Carbon farming: applying biochar to increase soil organic carbon

Page last updated: Thursday, 8 November 2018 - 9:24am

Biochar is a stable, carbon-rich form of charcoal that can be added to soil to increase water and nutrient retention. It is produced by pyrolysis, a process where biomass (plant or animal waste) is heated at temperatures greater than 250°C with little or no oxygen.

We provide this information to support land manager decisions about investing in carbon farming.

Summary

Biochar is a type of charcoal produced by heating organic material (plant or animal waste) to temperatures greater than 250°C in a low oxygen environment (this process is called pyrolysis). From this process, a carbon-rich, stable-structured and inert carbon product is generated.

Biochar can reduce carbon dioxide (CO2) released to the atmosphere because pyrolysis traps the carbon in the biochar, which otherwise would be released through decomposition or burning of plant material. Biochar is stable in soils and, depending on the type of source material, can remain in soils for hundreds to thousands of years.

Benefits from applying biochar

The Carbon Farming Initiative credits the application of biochar to soil.

Productivity improvements are more likely on sandy soils, and the benefits include:

  • increased nutrient retention and reduced leaching
  • increased cation exchange capacity
  • improved soil structure and water-holding capacity
  • decreased soil acidity and increased habitat for microbes.

Biochar has the potential to reduce fertiliser requirements while crop productivity is maintained, or increase crop yields at lower rates of fertiliser use due to reduced leaching. The benefits vary depending on the type of biochar and the nature of the soil in the treated paddock and in some combinations, the impact may be detrimental.

Opportunities in using biochar:

The activity of applying biochar is deemed ‘additional’ to normal practices for the Carbon Farming Initiative.
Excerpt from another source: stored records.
mod bag;
mod batch;
mod custom;
mod wrapped;

pub use bag::ErrorBag;
pub use batch::{BatchPreconditionError, LedgerError};
pub use custom::CustomError;
pub use wrapped::GuardError;

/// Export macros for creating errors
mod macros;
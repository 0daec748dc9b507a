pub mod error;
pub mod events;
pub mod utils;

pub use error::{BatchPreconditionError, CustomError, ErrorBag, GuardError, LedgerError};
pub use events::{RevocationEvent, RevocationEventContent, RevocationOutcome, RunProgress};
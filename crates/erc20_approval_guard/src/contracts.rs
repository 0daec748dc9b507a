use crate::err_custom_create;
use crate::error::GuardError;
use lazy_static::lazy_static;
use std::str::FromStr;
use web3::contract::tokens::Tokenize;
use web3::contract::Contract;
use web3::ethabi;
use web3::transports::Http;
use web3::types::{Address, U256};
use web3::{Transport, Web3};

lazy_static! {
    pub static ref DUMMY_RPC_PROVIDER: Web3<Http> = {
        let transport = web3::transports::Http::new("http://noconn").unwrap();
        Web3::new(transport)
    };
    pub static ref ERC20_CONTRACT_TEMPLATE: Contract<Http> =
        prepare_contract_template(include_bytes!("../contracts/ierc20.json")).unwrap();
    pub static ref BATCH_REVOKE_CONTRACT_TEMPLATE: Contract<Http> =
        prepare_contract_template(include_bytes!("../contracts/batch_revoke.json")).unwrap();
}

pub fn prepare_contract_template(json_abi: &[u8]) -> Result<Contract<Http>, GuardError> {
    let contract = Contract::from_json(
        DUMMY_RPC_PROVIDER.eth(),
        Address::from_str("0x0000000000000000000000000000000000000000").unwrap(),
        json_abi,
    )
    .map_err(|err| err_custom_create!("Failed to create contract {err}"))?;

    Ok(contract)
}

pub fn contract_encode<P, T>(
    contract: &Contract<T>,
    func: &str,
    params: P,
) -> Result<Vec<u8>, ethabi::Error>
where
    P: Tokenize,
    T: Transport,
{
    contract
        .abi()
        .function(func)
        .and_then(|function| function.encode_input(&params.into_tokens()))
}

pub fn encode_erc20_allowance(owner: Address, spender: Address) -> Result<Vec<u8>, ethabi::Error> {
    contract_encode(&ERC20_CONTRACT_TEMPLATE, "allowance", (owner, spender))
}

pub fn encode_erc20_approve(spender: Address, amount: U256) -> Result<Vec<u8>, ethabi::Error> {
    contract_encode(&ERC20_CONTRACT_TEMPLATE, "approve", (spender, amount))
}

/// Revocation is approve-to-zero on the standard interface
pub fn encode_erc20_revoke(spender: Address) -> Result<Vec<u8>, ethabi::Error> {
    encode_erc20_approve(spender, U256::zero())
}

pub fn encode_batch_check_allowances(
    owner: Address,
    tokens: Vec<Address>,
    spenders: Vec<Address>,
) -> Result<Vec<u8>, ethabi::Error> {
    contract_encode(
        &BATCH_REVOKE_CONTRACT_TEMPLATE,
        "batchCheckAllowances",
        (owner, tokens, spenders),
    )
}

pub fn encode_batch_revoke(
    tokens: Vec<Address>,
    spenders: Vec<Address>,
) -> Result<Vec<u8>, ethabi::Error> {
    contract_encode(
        &BATCH_REVOKE_CONTRACT_TEMPLATE,
        "batchRevoke",
        (tokens, spenders),
    )
}

pub fn encode_revoke(token: Address, spender: Address) -> Result<Vec<u8>, ethabi::Error> {
    contract_encode(&BATCH_REVOKE_CONTRACT_TEMPLATE, "revoke", (token, spender))
}

pub fn encode_max_batch_size() -> Result<Vec<u8>, ethabi::Error> {
    contract_encode(&BATCH_REVOKE_CONTRACT_TEMPLATE, "MAX_BATCH_SIZE", ())
}

/// Decodes the uint256[] returned by batchCheckAllowances
pub fn decode_allowance_array(bytes: &[u8]) -> Result<Vec<U256>, GuardError> {
    let decoded = ethabi::decode(
        &[ethabi::ParamType::Array(Box::new(ethabi::ParamType::Uint(
            256,
        )))],
        bytes,
    )
    .map_err(|err| {
        err_custom_create!(
            "Failed to decode allowance array, check if proper contract and contract method is called: {}",
            err
        )
    })?;

    //this unwrap chain is safe because we know the types from the decode call
    Ok(decoded[0]
        .clone()
        .into_array()
        .unwrap()
        .into_iter()
        .map(|token| token.into_uint().unwrap())
        .collect())
}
Risks from applying biochar

There are several risks:

  • Biochar is expensive and economic returns are unlikely for commodity agriculture.
  • Obtaining sufficient quantities of biochar is difficult because there is no large-scale production.
  • Not all soil and biochar combinations will provide a positive result.
  • The quality of biochar material is variable. Some material produced as by-products of industry may contain impurities and toxins, with an unknown impact on the food web, microbial processes and nitrification.
  • Biochar absorbs and concentrates herbicides and pesticides in the root zone.